1991 book by Sam Smith

The Jordan Rules: The Inside Story of a Turbulent Season with Michael Jordan and the Chicago Bulls is a 1991 book by Sam Smith, chronicling the Chicago Bulls' 1990–91 championship season. The book takes its name from the "Jordan Rules" strategies used by the Detroit Pistons at the time to limit Michael Jordan's effectiveness.

==Background==
When Smith initially proposed the idea of writing a book about a Chicago Bulls' season to potential publishers, there was no interest in it. Smith states that he got "90% rejection letters" due to a notion that though Jordan was a great player, he had not won anything important and that the Bulls were irrelevant. After more failed attempts to sell the book on his own, he then hired an agent and was able to find one to publish his book.

==Reception==
The Jordan Rules was released on November 13, 1991 and became a New York Times bestseller, selling about 200,000 copies by 1995.

The book generated controversy for its sometimes unflattering depiction of Michael Jordan and its discussions of infighting within the team. Among other things, it claims that Jordan once punched Will Perdue and deliberately threw hard-to-catch passes to Bill Cartwright to expose Cartwright's deficiencies. Bulls players largely criticized the book upon its release. Jordan said, "I'm going to laugh at it and keep moving. We as a team know what the truths are." His teammate Stacey King remarked, "I think this is going to be one of the best fictional stories since Mother Goose. It's sick."
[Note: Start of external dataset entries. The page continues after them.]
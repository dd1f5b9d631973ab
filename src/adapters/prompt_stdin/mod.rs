// Console prompt adapter

use std::io::{self, BufRead, Write};

use crate::error::{FrameCutError, FrameCutResult};
use crate::ports::*;

/// Prompt adapter over any reader/writer pair, stdin/stdout by default
pub struct StdinPromptAdapter<R, W> {
    reader: R,
    writer: W,
}

impl StdinPromptAdapter<io::StdinLock<'static>, io::Stdout> {
    pub fn new() -> Self {
        Self::with_io(io::stdin().lock(), io::stdout())
    }
}

impl Default for StdinPromptAdapter<io::StdinLock<'static>, io::Stdout> {
    fn default() -> Self {
        Self::new()
    }
}

impl<R: BufRead, W: Write> StdinPromptAdapter<R, W> {
    pub fn with_io(reader: R, writer: W) -> Self {
        Self { reader, writer }
    }
}

impl<R: BufRead, W: Write> PromptPort for StdinPromptAdapter<R, W> {
    fn prompt(&mut self, message: &str) -> FrameCutResult<Option<String>> {
        write!(self.writer, "{}\n>>> ", message).map_err(FrameCutError::Prompt)?;
        self.writer.flush().map_err(FrameCutError::Prompt)?;

        let mut line = String::new();
        let read = self
            .reader
            .read_line(&mut line)
            .map_err(FrameCutError::Prompt)?;
        if read == 0 {
            return Ok(None);
        }

        Ok(Some(line.trim_end_matches(['\r', '\n']).to_string()))
    }
}
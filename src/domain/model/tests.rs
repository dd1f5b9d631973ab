// Unit tests for domain models

#[cfg(test)]
mod tests {
    use crate::domain::model::*;

    #[test]
    fn test_separators_default() {
        let seps = Separators::default();
        assert_eq!(seps.range(), '/');
        assert_eq!(seps.frame(), '_');
        assert_eq!(seps.timecode_alphabet(), "0123456789:/_");
    }

    #[test]
    fn test_separators_reject_identical() {
        assert!(Separators::new('/', '/').is_err());
    }

    #[test]
    fn test_separators_reject_timecode_characters() {
        assert!(Separators::new(':', '_').is_err());
        assert!(Separators::new('/', '5').is_err());
        assert!(Separators::new(' ', '_').is_err());
    }

    #[test]
    fn test_separators_custom() {
        let seps = Separators::new('-', ',').unwrap();
        assert_eq!(seps.timecode_alphabet(), "0123456789:-,");
        assert!(seps.appears_in("1:00-2:00"));
        assert!(!seps.appears_in("1:00/2:00"));
    }

    #[test]
    fn test_job_table_preserves_insertion_order() {
        let mut table = JobTable::new();
        table.insert("b.mp4", FrameList::new());
        table.insert("a.mp4", FrameList::new());
        table.insert("c.mp4", FrameList::new());

        let names: Vec<&str> = table.iter().map(|(name, _)| name).collect();
        assert_eq!(names, vec!["b.mp4", "a.mp4", "c.mp4"]);
    }

    #[test]
    fn test_job_table_overwrite_replaces_frames_in_place() {
        let mut table = JobTable::new();
        table.insert(
            "a.mp4",
            FrameList::from_frames(vec![Frame::new("0:01", "0:02"), Frame::new("0:03", "0:04")]),
        );
        table.insert("b.mp4", FrameList::new());
        table.insert(
            "a.mp4",
            FrameList::from_frames(vec![Frame::new("1:00", "1:30")]),
        );

        assert_eq!(table.len(), 2);
        let (first, frames) = table.iter().next().unwrap();
        assert_eq!(first, "a.mp4");
        assert_eq!(frames.frames, vec![Frame::new("1:00", "1:30")]);
        assert_eq!(table.frame_count(), 1);
    }

    #[test]
    fn test_frame_list_empty_counts_rejected() {
        let mut list = FrameList::new();
        assert!(list.is_empty());
        list.reject("garbage");
        assert!(!list.is_empty());
        assert_eq!(list.len(), 0);
    }

    #[test]
    fn test_frame_display() {
        let frame = Frame::new("00:00:01", "00:00:05");
        assert_eq!(format!("{}", frame), "00:00:01 -> 00:00:05");
    }

    #[test]
    fn test_cut_config_defaults() {
        let config = CutConfig::default();
        assert_eq!(config.audio_track, 0);
        assert_eq!(config.extension, "mp4");
        assert_eq!(config.output_dir, std::path::PathBuf::from("output"));
        assert_eq!(config.transcoder, "ffmpeg");
    }
}
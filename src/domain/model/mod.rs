// Domain models - Core types and data structures

use std::fmt;
use std::path::PathBuf;

use serde::Deserialize;

use crate::error::{FrameCutError, FrameCutResult};

/// Characters every timecode may use regardless of separator configuration
pub const TIMECODE_DIGITS: &str = "0123456789:";

/// Default range separator, as in `5:22/5:35`
pub const DEFAULT_RANGE_SEPARATOR: char = '/';

/// Default frame separator, as in `5:22/5:35_6:00/6:10`
pub const DEFAULT_FRAME_SEPARATOR: char = '_';

/// One clip to extract, delimited by two lexical timecodes
#[derive(Debug, Clone, PartialEq, Eq, Deserialize)]
pub struct Frame {
    pub start: String,
    pub end: String,
}

impl Frame {
    /// Create a new frame from start and end timecodes
    pub fn new(start: impl Into<String>, end: impl Into<String>) -> Self {
        Self {
            start: start.into(),
            end: end.into(),
        }
    }
}

impl fmt::Display for Frame {
    fn fmt(&self, f: &mut fmt::Formatter<'_>) -> fmt::Result {
        write!(f, "{} -> {}", self.start, self.end)
    }
}

/// Range and frame separators used by every input mode
#[derive(Debug, Clone, Copy, PartialEq, Eq)]
pub struct Separators {
    range: char,
    frame: char,
}

impl Separators {
    /// Create separators, rejecting pairs that would make timecodes ambiguous
    pub fn new(range: char, frame: char) -> FrameCutResult<Self> {
        if range == frame {
            return Err(FrameCutError::InvalidSeparators {
                message: format!("range and frame separators are both '{}'", range),
            });
        }
        for sep in [range, frame] {
            if TIMECODE_DIGITS.contains(sep) || sep.is_whitespace() {
                return Err(FrameCutError::InvalidSeparators {
                    message: format!("'{}' cannot be used as a separator", sep),
                });
            }
        }
        Ok(Self { range, frame })
    }

    /// Character dividing start and end inside one token
    pub fn range(&self) -> char {
        self.range
    }

    /// Character joining several tokens on one line
    pub fn frame(&self) -> char {
        self.frame
    }

    /// Full set of characters a timecode line may contain
    pub fn timecode_alphabet(&self) -> String {
        let mut alphabet = String::from(TIMECODE_DIGITS);
        alphabet.push(self.range);
        alphabet.push(self.frame);
        alphabet
    }

    /// Whether the text contains either separator
    pub fn appears_in(&self, text: &str) -> bool {
        text.contains(self.range) || text.contains(self.frame)
    }
}

impl Default for Separators {
    fn default() -> Self {
        Self {
            range: DEFAULT_RANGE_SEPARATOR,
            frame: DEFAULT_FRAME_SEPARATOR,
        }
    }
}

/// Frames requested for one video, plus tokens that failed to parse
#[derive(Debug, Clone, Default, PartialEq, Eq)]
pub struct FrameList {
    pub frames: Vec<Frame>,
    pub rejected: Vec<String>,
}

impl FrameList {
    /// Create an empty frame list
    pub fn new() -> Self {
        Self::default()
    }

    pub fn from_frames(frames: Vec<Frame>) -> Self {
        Self {
            frames,
            rejected: Vec::new(),
        }
    }

    pub fn push(&mut self, frame: Frame) {
        self.frames.push(frame);
    }

    /// Record a token that could not be turned into a frame
    pub fn reject(&mut self, token: impl Into<String>) {
        self.rejected.push(token.into());
    }

    /// Append the parsed and rejected parts of another list
    pub fn extend(&mut self, other: FrameList) {
        self.frames.extend(other.frames);
        self.rejected.extend(other.rejected);
    }

    pub fn len(&self) -> usize {
        self.frames.len()
    }

    pub fn is_empty(&self) -> bool {
        self.frames.is_empty() && self.rejected.is_empty()
    }
}

/// Insertion-ordered mapping of video name to its frames
#[derive(Debug, Clone, Default, PartialEq, Eq)]
pub struct JobTable {
    entries: Vec<(String, FrameList)>,
}

impl JobTable {
    /// Create an empty job table
    pub fn new() -> Self {
        Self::default()
    }

    /// Insert a video, replacing the frames of an existing key in place
    pub fn insert(&mut self, video: impl Into<String>, frames: FrameList) {
        let video = video.into();
        match self.entries.iter_mut().find(|(name, _)| *name == video) {
            Some((_, existing)) => *existing = frames,
            None => self.entries.push((video, frames)),
        }
    }

    pub fn get(&self, video: &str) -> Option<&FrameList> {
        self.entries
            .iter()
            .find(|(name, _)| name == video)
            .map(|(_, frames)| frames)
    }

    pub fn get_mut(&mut self, video: &str) -> Option<&mut FrameList> {
        self.entries
            .iter_mut()
            .find(|(name, _)| name == video)
            .map(|(_, frames)| frames)
    }

    pub fn len(&self) -> usize {
        self.entries.len()
    }

    pub fn is_empty(&self) -> bool {
        self.entries.is_empty()
    }

    /// Total number of parsed frames across all videos
    pub fn frame_count(&self) -> usize {
        self.entries.iter().map(|(_, frames)| frames.len()).sum()
    }

    pub fn iter(&self) -> impl Iterator<Item = (&str, &FrameList)> {
        self.entries
            .iter()
            .map(|(name, frames)| (name.as_str(), frames))
    }
}

impl IntoIterator for JobTable {
    type Item = (String, FrameList);
    type IntoIter = std::vec::IntoIter<(String, FrameList)>;

    fn into_iter(self) -> Self::IntoIter {
        self.entries.into_iter()
    }
}

/// Run-wide settings handed to every component
#[derive(Debug, Clone)]
pub struct CutConfig {
    pub separators: Separators,
    pub audio_track: u32,
    pub extension: String,
    pub output_dir: PathBuf,
    pub transcoder: String,
}

impl Default for CutConfig {
    fn default() -> Self {
        Self {
            separators: Separators::default(),
            audio_track: 0,
            extension: "mp4".to_string(),
            output_dir: PathBuf::from("output"),
            transcoder: "ffmpeg".to_string(),
        }
    }
}

#[cfg(test)]
mod tests;
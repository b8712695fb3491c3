//! Infrastructure adapters for wsgen.
//!
//! This crate implements the ports defined in `wsgen-core::application::ports`.
//! It contains all I/O operations.

pub mod filesystem;
pub mod reporter;

// Re-export commonly used adapters
pub use filesystem::{LocalFilesystem, MemoryFilesystem};
pub use reporter::{NullReporter, TracingReporter};
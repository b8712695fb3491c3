//! Application layer errors.
//!
//! These errors represent failures while materialising a workspace.
//! Request validation failures are `DomainError` from `crate::domain`.

use std::path::PathBuf;
use thiserror::Error;

use crate::error::ErrorCategory;

/// Errors that occur during workspace orchestration.
///
/// Every variant is fatal: the run aborts at the first one and nothing that
/// was already created is rolled back.
#[derive(Debug, Error, Clone)]
pub enum ApplicationError {
    /// Filesystem operation failed (create, write or remove).
    #[error("Filesystem error at {path}: {reason}")]
    FilesystemError { path: PathBuf, reason: String },

    /// A directory the builder must create is already present.
    #[error("Filesystem error at {path}: path already exists")]
    PathExists { path: PathBuf },

    /// Adapter state could not be accessed (lock poisoned).
    #[error("Filesystem adapter lock poisoned")]
    AdapterLockError,
}

impl ApplicationError {
    /// Get user-actionable suggestions.
    pub fn suggestions(&self) -> Vec<String> {
        match self {
            Self::FilesystemError { path, .. } => vec![
                format!("Failed to access: {}", path.display()),
                "Check that you have write permissions".into(),
                "Ensure the root directory is reachable".into(),
            ],
            Self::PathExists { path } => vec![
                format!("Directory already exists: {}", path.display()),
                "Use -p / --purge to remove the previous workspace (destructive)".into(),
                "Or choose a different workspace name".into(),
            ],
            Self::AdapterLockError => vec!["This is likely a bug, please report it".into()],
        }
    }

    /// Get error category.
    pub fn category(&self) -> ErrorCategory {
        match self {
            Self::FilesystemError { .. } | Self::PathExists { .. } => ErrorCategory::Filesystem,
            Self::AdapterLockError => ErrorCategory::Internal,
        }
    }
}
use std::fmt;
use std::str::FromStr;

use serde::{Deserialize, Deserializer, Serialize};

use crate::domain::DomainError;

// ── TemplateVariant ───────────────────────────────────────────────────────────

/// Which flavour of boilerplate to emit.
///
/// `Basic` writes bare design and testbench stubs with empty descriptor
/// options. `Framework` wires the testbench into the UVM test-phase runner,
/// emits a companion test class next to the environment package, and
/// defaults empty descriptor options to an include path for the component
/// directory.
///
/// Deserialising goes through [`FromStr`], so settings files accept the same
/// spellings as the command line.
#[derive(Debug, Clone, Copy, Default, PartialEq, Eq, Hash, Serialize)]
#[serde(rename_all = "lowercase")]
pub enum TemplateVariant {
    #[default]
    Basic,
    Framework,
}

impl TemplateVariant {
    pub const ALL: [Self; 2] = [Self::Basic, Self::Framework];

    pub const fn as_str(&self) -> &'static str {
        match self {
            Self::Basic => "basic",
            Self::Framework => "framework",
        }
    }

    /// Whether this variant emits the verification-framework test class.
    pub const fn emits_test_class(self) -> bool {
        matches!(self, Self::Framework)
    }
}

impl fmt::Display for TemplateVariant {
    fn fmt(&self, f: &mut fmt::Formatter<'_>) -> fmt::Result {
        f.write_str(self.as_str())
    }
}

impl FromStr for TemplateVariant {
    type Err = DomainError;

    fn from_str(s: &str) -> Result<Self, Self::Err> {
        match s.trim().to_ascii_lowercase().as_str() {
            "basic" => Ok(Self::Basic),
            "framework" | "uvm" => Ok(Self::Framework),
            other => Err(DomainError::UnknownVariant(other.to_string())),
        }
    }
}

impl<'de> Deserialize<'de> for TemplateVariant {
    fn deserialize<D: Deserializer<'de>>(deserializer: D) -> Result<Self, D::Error> {
        let raw = String::deserialize(deserializer)?;
        raw.parse().map_err(serde::de::Error::custom)
    }
}
//! Filesystem adapters.

mod local;
mod memory;

pub use local::LocalFilesystem;
pub use memory::MemoryFilesystem;
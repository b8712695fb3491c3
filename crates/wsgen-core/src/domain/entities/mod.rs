// domain/entities/mod.rs
pub mod descriptor;
pub mod layout;
pub mod report;
pub mod request;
Defending himself, Smith wrote, "This book is about basketball and what happens within a team and a league that draws the attention of millions. It's an attempt to allow people to look behind those closed curtains of sport. And find what? Human beings with everyday emotions trying to do their highly visible jobs as well as they can and confront the obstacles of their relationships and their very lucrative, very public profession."

In 1995, Smith wrote another book about Jordan and the Bulls, called Second Coming: The Strange Odyssey of Michael Jordan: From Courtside to Home Plate and Back Again.